The Collected Works of Billy the Kid is a series of vignettes -- poems and prose poems -- that brutally brings the reader into the last year or so of Billy the Kid's life as he encounters, eludes and finally is killed by Pat Garrett. The descriptions of the New Mexico desert are unflinching as are the matter-of-fact accounts of those gunned down in the duel between the lawmen and the outlaws. We see Billy and Garrett in multiple views -- their own, each other's and from some of the women they encountered. It's a spare, but multi-layered account of survival on the edges of civilization where only amorality exists.

White walls neon on the eye
1880 November 23 my birthday

catching flies with my left hand
bringing the fist to my ear
hearing the scream grey buzz
as their legs cramp their heads with no air
so eyes split and release

open fingers
the air and sun hit them like pollen
sun flood drying them red
catching flies
angry weather in my head, too

41kidzdoc
Mai 21, 2011, 4:07 pm

Nice review of Fair Play, Jane.

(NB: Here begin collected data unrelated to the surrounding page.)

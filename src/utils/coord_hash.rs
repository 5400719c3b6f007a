//! Collision-free hashing of 3D integer cell coordinates.

use crate::math::Point3;

/// Maps the signed integers bijectively onto the non-negative integers:
/// `0, -1, 1, -2, 2, ...` become `0, 1, 2, 3, 4, ...`.
#[inline]
fn zigzag(n: i64) -> u64 {
    ((n << 1) ^ (n >> 63)) as u64
}

/// The Cantor pairing function, a bijection from pairs of non-negative
/// integers onto the non-negative integers.
#[inline]
fn cantor_pair(a: u128, b: u128) -> u128 {
    (a + b) * (a + b + 1) / 2 + b
}

/// Hashes the integer cell `(x, y, z)` to a single non-negative integer.
///
/// Each coordinate is zig-zag encoded, then the three encodings are folded
/// with two rounds of Cantor pairing. Both steps are bijections, so distinct
/// cells always produce distinct hashes, negative coordinates included, and
/// `hash_cell_xyz(0, 0, 0) == 0`.
///
/// The pairing arithmetic stays within `u128` for coordinate magnitudes up to
/// `2^30`. Larger cells can wrap and lose uniqueness; this is a
/// representability limit, not a checked condition.
///
/// ```rust
/// use voxelmath::utils::hash_cell_xyz;
///
/// assert_eq!(hash_cell_xyz(0, 0, 0), 0);
/// assert_ne!(hash_cell_xyz(1, 2, 3), hash_cell_xyz(3, 2, 1));
/// assert_ne!(hash_cell_xyz(-1, 0, 0), hash_cell_xyz(1, 0, 0));
/// ```
#[inline]
pub fn hash_cell_xyz(x: i64, y: i64, z: i64) -> u128 {
    let a = zigzag(x) as u128;
    let b = zigzag(y) as u128;
    let c = zigzag(z) as u128;
    cantor_pair(cantor_pair(a, b), c)
}

/// Hashes an integer cell given as a point. See [`hash_cell_xyz`].
#[inline]
pub fn hash_cell(cell: Point3<i64>) -> u128 {
    hash_cell_xyz(cell.x, cell.y, cell.z)
}
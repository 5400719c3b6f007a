//! Flat indexing and lattice traversal of 2D/3D grids.

pub use self::flat_index::{FlatIndex2d, FlatIndexOrder};
pub use self::traversal::{
    for_each_from_to, for_each_from_to_2d, points_from_to, points_from_to_2d, GridPoints2,
    GridPoints3,
};

mod flat_index;
mod traversal;
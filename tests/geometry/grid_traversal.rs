use na::{Point2, Point3};
use voxelmath::grid::{
    for_each_from_to, for_each_from_to_2d, points_from_to, points_from_to_2d,
};

#[test]
fn unit_square_is_enumerated_lexicographically() {
    let points: Vec<_> = points_from_to_2d(Point2::new(0, 0), Point2::new(1, 1), 1).collect();
    assert_eq!(
        points,
        vec![
            Point2::new(0, 0),
            Point2::new(0, 1),
            Point2::new(1, 0),
            Point2::new(1, 1),
        ]
    );
}

#[test]
fn the_sequence_is_restartable() {
    let start = Point3::new(-2, 4, 0);
    let end = Point3::new(1, 2, 3);

    let first: Vec<_> = points_from_to(start, end, 1).collect();
    let second: Vec<_> = points_from_to(start, end, 1).collect();
    assert_eq!(first, second);
    assert_eq!(first.len(), 4 * 3 * 4);
}

#[test]
fn descending_axes_step_downward() {
    let points: Vec<_> = points_from_to_2d(Point2::new(1, 1), Point2::new(0, 0), 1).collect();
    assert_eq!(
        points,
        vec![
            Point2::new(1, 1),
            Point2::new(1, 0),
            Point2::new(0, 1),
            Point2::new(0, 0),
        ]
    );
}

#[test]
fn a_flat_axis_is_visited_exactly_once() {
    let points: Vec<_> = points_from_to_2d(Point2::new(5, -1), Point2::new(5, 1), 1).collect();
    assert_eq!(
        points,
        vec![Point2::new(5, -1), Point2::new(5, 0), Point2::new(5, 1)]
    );

    // Start == end on every axis still yields the single corner.
    let single: Vec<_> = points_from_to(Point3::new(2, 2, 2), Point3::new(2, 2, 2), 3).collect();
    assert_eq!(single, vec![Point3::new(2, 2, 2)]);
}

#[test]
fn larger_steps_skip_points_and_keep_on_grid_endpoints() {
    let points: Vec<_> = points_from_to_2d(Point2::new(0, 0), Point2::new(4, 0), 2).collect();
    assert_eq!(
        points,
        vec![Point2::new(0, 0), Point2::new(2, 0), Point2::new(4, 0)]
    );

    // An endpoint off the step grid is not visited.
    let points: Vec<_> = points_from_to_2d(Point2::new(0, 0), Point2::new(5, 0), 2).collect();
    assert_eq!(
        points,
        vec![Point2::new(0, 0), Point2::new(2, 0), Point2::new(4, 0)]
    );
}

#[test]
fn three_dimensional_order_varies_z_fastest() {
    let points: Vec<_> = points_from_to(Point3::new(0, 0, 0), Point3::new(1, 1, 1), 1).collect();
    assert_eq!(points[0], Point3::new(0, 0, 0));
    assert_eq!(points[1], Point3::new(0, 0, 1));
    assert_eq!(points[2], Point3::new(0, 1, 0));
    assert_eq!(points[4], Point3::new(1, 0, 0));
    assert_eq!(points.len(), 8);
}

#[test]
fn eager_and_lazy_walks_agree() {
    let start2 = Point2::new(3, -2);
    let end2 = Point2::new(-1, 2);
    let mut eager2 = Vec::new();
    for_each_from_to_2d(start2, end2, 2, |x, y| eager2.push(Point2::new(x, y)));
    let lazy2: Vec<_> = points_from_to_2d(start2, end2, 2).collect();
    assert_eq!(eager2, lazy2);

    let start3 = Point3::new(0, 5, -3);
    let end3 = Point3::new(2, 3, 0);
    let mut eager3 = Vec::new();
    for_each_from_to(start3, end3, 1, |x, y, z| eager3.push(Point3::new(x, y, z)));
    let lazy3: Vec<_> = points_from_to(start3, end3, 1).collect();
    assert_eq!(eager3, lazy3);
    assert_eq!(eager3.len(), 3 * 3 * 4);
}

#[test]
#[should_panic(expected = "step must be positive")]
fn zero_step_is_rejected() {
    let _ = points_from_to_2d(Point2::new(0, 0), Point2::new(1, 1), 0);
}
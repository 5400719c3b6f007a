//! Compilation flags dependent aliases for mathematical types.

pub use na::{Point2, Point3, Vector2, Vector3};

/// The scalar type used throughout this crate.
#[cfg(feature = "f32")]
pub type Real = f32;

/// The scalar type used throughout this crate.
#[cfg(feature = "f64")]
pub type Real = f64;

/// The dimension of the ambient space.
pub const DIM: usize = 3;

/// The point type.
pub type Point<N> = Point3<N>;

/// The vector type.
pub type Vector<N> = Vector3<N>;
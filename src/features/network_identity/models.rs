use serde::{Deserialize, Serialize};

/// Public addressing and provider identity of this host. All five fields come
/// from external lookups and stand or fall together.
#[derive(Debug, Clone, PartialEq, Serialize, Deserialize)]
pub struct NetworkIdentity {
    pub ipv4: String,
    pub ipv6: String,
    pub location: String,
    pub isp: String,
    pub timezone: String,
}

/// Body of the geolocation endpoint. A response missing any of these fields
/// is treated as malformed and fails the whole probe.
#[derive(Debug, Deserialize)]
pub struct GeoResponse {
    pub city: String,
    pub region: String,
    pub country_name: String,
    pub org: String,
    pub timezone: String,
}

impl GeoResponse {
    pub fn location(&self) -> String {
        format!("{}, {}, {}", self.city, self.region, self.country_name)
    }
}

#[cfg(test)]
mod tests {
    use super::*;

    #[test]
    fn geo_response_formats_location() {
        let body = r#"{
            "ip": "203.0.113.5",
            "city": "Lyon",
            "region": "Auvergne-Rhone-Alpes",
            "country_name": "France",
            "org": "EXAMPLE-ISP SAS",
            "timezone": "Europe/Paris"
        }"#;
        let geo: GeoResponse = serde_json::from_str(body).unwrap();
        assert_eq!(geo.location(), "Lyon, Auvergne-Rhone-Alpes, France");
        assert_eq!(geo.org, "EXAMPLE-ISP SAS");
    }

    #[test]
    fn geo_response_rejects_missing_fields() {
        let body = r#"{"city": "Lyon"}"#;
        assert!(serde_json::from_str::<GeoResponse>(body).is_err());
    }
}
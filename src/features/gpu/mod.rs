pub mod collector;

pub use collector::GpuProbe;
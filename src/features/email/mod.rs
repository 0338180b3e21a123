pub mod collector;

pub use collector::EmailProbe;
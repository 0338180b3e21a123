use crate::features::disk::{DiskProbe, DiskUsage};
use crate::features::email::EmailProbe;
use crate::features::facts::{FactsCollector, SynchronousFacts};
use crate::features::gpu::GpuProbe;
use crate::features::network_identity::{NetworkIdentity, NetworkIdentityProbe};
use crate::features::snapshot::models::{DiskUsageField, SystemSnapshot, UNAVAILABLE};
use crate::shared::config::AgentConfig;
use crate::shared::traits::{AsyncProbe, SnapshotSink};
use log::{info, warn};
use reqwest::Client;
use std::time::Duration;
use tokio::time::timeout;

/// Gathers the synchronous local facts, runs the four probes concurrently and
/// merges everything into one complete snapshot per cycle.
pub struct StatsAggregator {
    facts: FactsCollector,
    gpu: GpuProbe,
    disk: DiskProbe,
    network: NetworkIdentityProbe,
    email: EmailProbe,
    probe_deadline: Duration,
}

impl StatsAggregator {
    pub fn new(client: Client, config: &AgentConfig) -> Self {
        Self {
            facts: FactsCollector::new(),
            gpu: GpuProbe::new(),
            disk: DiskProbe::new(),
            network: NetworkIdentityProbe::new(client.clone(), config),
            email: EmailProbe::new(client, config),
            probe_deadline: Duration::from_secs(config.probe_timeout_secs),
        }
    }

    /// Never fails: a failed or timed-out probe degrades to the sentinel for
    /// the fields it owns, and the synchronous facts carry the rest.
    pub async fn aggregate(&mut self) -> SystemSnapshot {
        let facts = self.facts.collect();

        let deadline = self.probe_deadline;
        let (gpu, disks, network, email) = futures::join!(
            Self::settle(&self.gpu, deadline),
            Self::settle(&self.disk, deadline),
            Self::settle(&self.network, deadline),
            Self::settle(&self.email, deadline),
        );

        merge(facts, gpu, disks, network, email)
    }

    /// Collects one snapshot and hands it to the sink exactly once. Delivery
    /// outcome stays with the sink.
    pub async fn run_cycle(&mut self, sink: &dyn SnapshotSink) {
        let snapshot = self.aggregate().await;
        info!(
            "Collected snapshot for user '{}' at {}",
            snapshot.username, snapshot.collected_at
        );
        sink.send(&snapshot).await;
    }

    /// Runs one probe under the per-probe deadline. Failures and timeouts are
    /// logged here and surface as `None` for the merge step to sentinel.
    async fn settle<T, P>(probe: &P, deadline: Duration) -> Option<T>
    where
        T: Send,
        P: AsyncProbe<T> + Sync,
    {
        match timeout(deadline, probe.collect()).await {
            Ok(Ok(value)) => Some(value),
            Ok(Err(e)) => {
                warn!("Probe '{}' failed: {}", probe.name(), e);
                None
            }
            Err(_) => {
                warn!(
                    "Probe '{}' did not finish within {}s",
                    probe.name(),
                    deadline.as_secs()
                );
                None
            }
        }
    }
}

/// Each probe owns its own fields: the network identity degrades as a group
/// of five, the others as a single field each, independently.
fn merge(
    facts: SynchronousFacts,
    gpu: Option<String>,
    disks: Option<Vec<DiskUsage>>,
    network: Option<NetworkIdentity>,
    email: Option<String>,
) -> SystemSnapshot {
    let sentinel = || UNAVAILABLE.to_string();
    let network = network.unwrap_or_else(|| NetworkIdentity {
        ipv4: sentinel(),
        ipv6: sentinel(),
        location: sentinel(),
        isp: sentinel(),
        timezone: sentinel(),
    });

    SystemSnapshot {
        cpu: facts.cpu,
        cores: facts.cores,
        cpu_load: facts.cpu_load,
        ram: facts.ram,
        free_ram: facts.free_ram,
        os: facts.os,
        uptime: facts.uptime,
        runtime_version: facts.runtime_version,
        username: facts.username,
        collected_at: facts.collected_at,
        gpu: gpu.unwrap_or_else(sentinel),
        disk_usage: disks
            .map(DiskUsageField::Disks)
            .unwrap_or_else(DiskUsageField::unavailable),
        ipv4: network.ipv4,
        ipv6: network.ipv6,
        location: network.location,
        isp: network.isp,
        timezone: network.timezone,
        email: email.unwrap_or_else(sentinel),
    }
}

I bought it a couple of weeks ago, so I'm glad that you enjoyed it.

42baswood
Mai 21, 2011, 4:48 pm

Hi Jane, I have seen The collected works of Billy the Kid around and wondered what it was like. I am a big fan of Ondaatje's prose and from your review I think I would enjoy it. I didn't realise it was an early work. It's on my to buy list.

43StevenTX
Mai 21, 2011, 7:15 pm

I hadn't heard of The Collected Works of Billy the Kid but now I HAVE to find it since I'm probably going to visit New Mexico this summer.

44janeajones
Mai 25, 2011, 12:38 pm

41> Darryl -- I'm on a bit of a Tove Jansson kick -- currently reading The Summer Book -- I think I'm going to do a paper on her takes on growing old for an academic conference in the Fall. I wish the NYRB would republish her The Sculptor's Daughter

42 and 43> Barry and Steven -- enjoy your time with the outlaw!

45janeajones
Mai 25, 2011, 1:03 pm


13. The Tricking of Freya by Christina Sunley

Sunley's first novel is a coming-of-age, coming-to-consciousness story told by the protagonist, Freya Morris, raised in New England by her widowed mother, but the granddaughter of the famed Olafur, Skald Nyja Islands (poet of New Iceland). Freya spends summers in Gimli, the Canadian settlement of Icelandic immigrants, as she and her mother visit her grandmother and aunt Birdie.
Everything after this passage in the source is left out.